Insecure about my professional future
Last but certainly not the least, the one dreadful thought that would make me break in cold sweat. What after this sabbatical? Have I committed a professional suicide? Will I be able to get back to a satisfying career after this break?
The analysis mode
After having made my list, the next job was to get into the 'understand–analyse–resolve' mode. I started with the most basic question: "Why have I chosen to be a stay-at-home mom?"
The question took me back to my babyhood. When I was two months old, financial compulsions made my mother take up a job. All my childhood, I saw my mother finishing chores, rushing through tasks, hurrying us into finishing whatever we were doing.forever on the run. There is hardly any memory of chilled-out time with her and my mother perhaps regrets this more than I do.

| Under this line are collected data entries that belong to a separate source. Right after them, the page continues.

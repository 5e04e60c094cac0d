// SPDX-License-Identifier: BUSL-1.1
// Copyright (c) 2026 Alfred Jean LLC

use super::*;
use crate::memory::MemoryBackend;
use orbit_core::{Clock, FakeClock, OperationType, Phase, PhaseId, PhaseState};
use std::sync::Arc;

/// Delegates storage but keeps the default conditional append
struct NonAtomic(MemoryBackend);

impl Backend for NonAtomic {
    fn create_operation(&self, operation: &Operation) -> Result<(), StorageError> {
        self.0.create_operation(operation)
    }
    fn get_operation(&self, domain: &str, id: &str) -> Result<Operation, StorageError> {
        self.0.get_operation(domain, id)
    }
    fn get_last_operation(&self) -> Result<Operation, StorageError> {
        self.0.get_last_operation()
    }
    fn update_operation_state(
        &self,
        domain: &str,
        id: &str,
        state: OperationState,
    ) -> Result<Operation, StorageError> {
        self.0.update_operation_state(domain, id, state)
    }
    fn create_operation_plan(&self, plan: &OperationPlan) -> Result<(), StorageError> {
        self.0.create_operation_plan(plan)
    }
    fn get_operation_plan(
        &self,
        domain: &str,
        operation_id: &str,
    ) -> Result<OperationPlan, StorageError> {
        self.0.get_operation_plan(domain, operation_id)
    }
    fn get_operation_plan_changelog(
        &self,
        domain: &str,
        operation_id: &str,
    ) -> Result<Vec<ChangelogEntry>, StorageError> {
        self.0.get_operation_plan_changelog(domain, operation_id)
    }
    fn append_changelog_entry(
        &self,
        entry: ChangelogEntry,
    ) -> Result<ChangelogEntry, StorageError> {
        self.0.append_changelog_entry(entry)
    }
}

fn plan(clock: &FakeClock) -> OperationPlan {
    OperationPlan::new("op-1", OperationType::Install, "example.com", clock.now())
        .with_phases(vec![Phase::new("/init", "Initialize").with_executor("command")])
}

fn no_in_progress(entries: &[ChangelogEntry]) -> bool {
    entries
        .last()
        .map_or(true, |e| e.state != PhaseState::InProgress)
}

#[test]
fn default_conditional_append_honors_guard() {
    let clock = FakeClock::new();
    let backend = NonAtomic(MemoryBackend::new());
    let plan = plan(&clock);
    backend.create_operation_plan(&plan).unwrap();
    assert!(!backend.supports_atomic_append());

    let mark = ChangelogEntry::new(&plan, PhaseId::from("/init"), PhaseState::InProgress, &clock);
    let first = backend
        .append_changelog_entry_if(mark.clone(), &no_in_progress)
        .unwrap();
    assert_eq!(first.unwrap().sequence, 1);

    let second = backend.append_changelog_entry_if(mark, &no_in_progress).unwrap();
    assert!(second.is_none());
    assert_eq!(
        backend
            .get_operation_plan_changelog("example.com", "op-1")
            .unwrap()
            .len(),
        1
    );
}

#[test]
fn shared_backend_delegates() {
    let clock = FakeClock::new();
    let backend: Arc<dyn Backend> = Arc::new(MemoryBackend::new());
    let plan = plan(&clock);
    backend.create_operation_plan(&plan).unwrap();
    assert!(backend.supports_atomic_append());

    let entry = ChangelogEntry::new(&plan, PhaseId::from("/init"), PhaseState::Completed, &clock);
    let stored = backend.append_changelog_entry(entry).unwrap();
    assert_eq!(stored.sequence, 1);
    assert_eq!(
        backend.get_operation_plan("example.com", "op-1").unwrap(),
        plan
    );
}
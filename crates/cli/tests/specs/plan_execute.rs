// SPDX-License-Identifier: BUSL-1.1
// Copyright (c) 2026 Alfred Jean LLC

//! `orbit plan execute` and `orbit plan resume` specs

use crate::prelude::*;

#[test]
fn execute_runs_the_phase_command() {
    let temp = Project::initialized();
    temp.orbit()
        .args(["plan", "execute", "/masters/node-1"])
        .passes()
        .stdout_has("Update node-1")
        .stdout_has("Phase /masters/node-1 completed");

    assert_eq!(temp.read("trace"), "node-1\n");
    assert_eq!(phase_state(&temp.plan_json(), "/masters/node-1"), "completed");
}

#[test]
fn execute_enforces_requirements() {
    let temp = Project::initialized();
    temp.orbit()
        .args(["plan", "execute", "/masters/node-2"])
        .fails()
        .stderr_has("phase /masters/node-2 requires /masters/node-1")
        .stderr_has("orbit plan execute /masters/node-1");

    assert_eq!(temp.read("trace"), "");
    assert_eq!(phase_state(&temp.plan_json(), "/masters/node-2"), "unstarted");
}

#[test]
fn execute_completed_phase_needs_force() {
    let temp = Project::initialized();
    temp.orbit()
        .args(["plan", "execute", "/masters/node-1"])
        .passes();

    temp.orbit()
        .args(["plan", "execute", "/masters/node-1"])
        .fails()
        .stderr_has("already completed")
        .stderr_has("--force");

    temp.orbit()
        .args(["plan", "execute", "/masters/node-1", "--force"])
        .passes();
    assert_eq!(temp.read("trace"), "node-1\nnode-1\n");
}

#[test]
fn execute_composite_runs_leaves_in_order() {
    let temp = Project::initialized();
    temp.orbit()
        .args(["plan", "execute", "/masters"])
        .passes()
        .stdout_has("Phase /masters completed");

    assert_eq!(temp.read("trace"), "node-1\nnode-2\n");
    assert_eq!(phase_state(&temp.plan_json(), "/masters"), "completed");
}

#[test]
fn execute_unknown_phase() {
    let temp = Project::initialized();
    temp.orbit()
        .args(["plan", "execute", "/nope"])
        .fails()
        .stderr_has("phase /nope not found");
}

#[test]
fn failed_phase_is_recorded() {
    let temp = Project::initialized();
    temp.file("plan.toml", &TWO_NODE_PLAN.replace("op-1", "op-2").replace(
        "echo node-1 >> trace",
        "echo boom >&2; exit 3",
    ));
    temp.orbit().args(["init", "plan.toml"]).passes();

    temp.orbit()
        .args(["plan", "execute", "/masters/node-1"])
        .fails()
        .stderr_has("phase /masters/node-1 failed")
        .stderr_has("boom")
        .stderr_has("orbit plan rollback /masters/node-1");

    let plan = temp.plan_json();
    assert_eq!(plan["operation"]["id"], "op-2");
    assert_eq!(phase_state(&plan, "/masters/node-1"), "failed");
    temp.orbit().args(["plan"]).passes().stdout_has("error:");
}

#[test]
fn resume_completes_the_operation() {
    let temp = Project::initialized();
    temp.orbit()
        .args(["plan", "resume"])
        .passes()
        .stdout_has("Operation op-1 completed");

    assert_eq!(temp.read("trace"), "node-1\nnode-2\n");
    let plan = temp.plan_json();
    assert_eq!(plan["operation"]["state"], "completed");
    assert_eq!(phase_state(&plan, "/health"), "completed");
}

#[test]
fn resume_continues_after_manual_steps() {
    let temp = Project::initialized();
    temp.orbit()
        .args(["plan", "execute", "/masters/node-1"])
        .passes();
    temp.orbit().args(["plan", "resume"]).passes();

    assert_eq!(temp.read("trace"), "node-1\nnode-2\n");
}

#[test]
fn resume_failure_marks_operation_failed() {
    let temp = Project::empty();
    temp.file(
        "plan.toml",
        &TWO_NODE_PLAN.replace("echo node-2 >> trace", "false"),
    );
    temp.orbit().args(["init", "plan.toml"]).passes();

    temp.orbit()
        .args(["plan", "resume"])
        .fails()
        .stderr_has("phase /masters/node-2 failed");

    let plan = temp.plan_json();
    assert_eq!(plan["operation"]["state"], "failed");
    assert_eq!(phase_state(&plan, "/masters/node-1"), "completed");
    assert_eq!(phase_state(&plan, "/health"), "unstarted");
}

I am thankful that I at least had the option of staying home with my child and I was determined to make the most of it. Early childhood experiences go a long way in shaping your personality. In fact, the first five years in a child's life are the most crucial because more than 50 per cent of her brain develops during these formative years.
This knowledge triggered several questions. If the idea is to constantly stimulate my child's brain through reading, talking, exposing her to different environments, giving her varied experiences, who can do it better than me? I have brought one innocent being in this fiercely competitive world. Wasn't it my responsibility to equip her for this challenge?
As I forced myself to evaluate all my doubts with a calm, uncluttered mind, the answer to each one brought more and more clarity. And I reached a conclusion sooner than I thought—my baby needs me more than I need a job.
But then, what about the restlessness? Will this clarity help me cleanse my system of it? Perhaps not. I will have to live with it and learn to conquer it.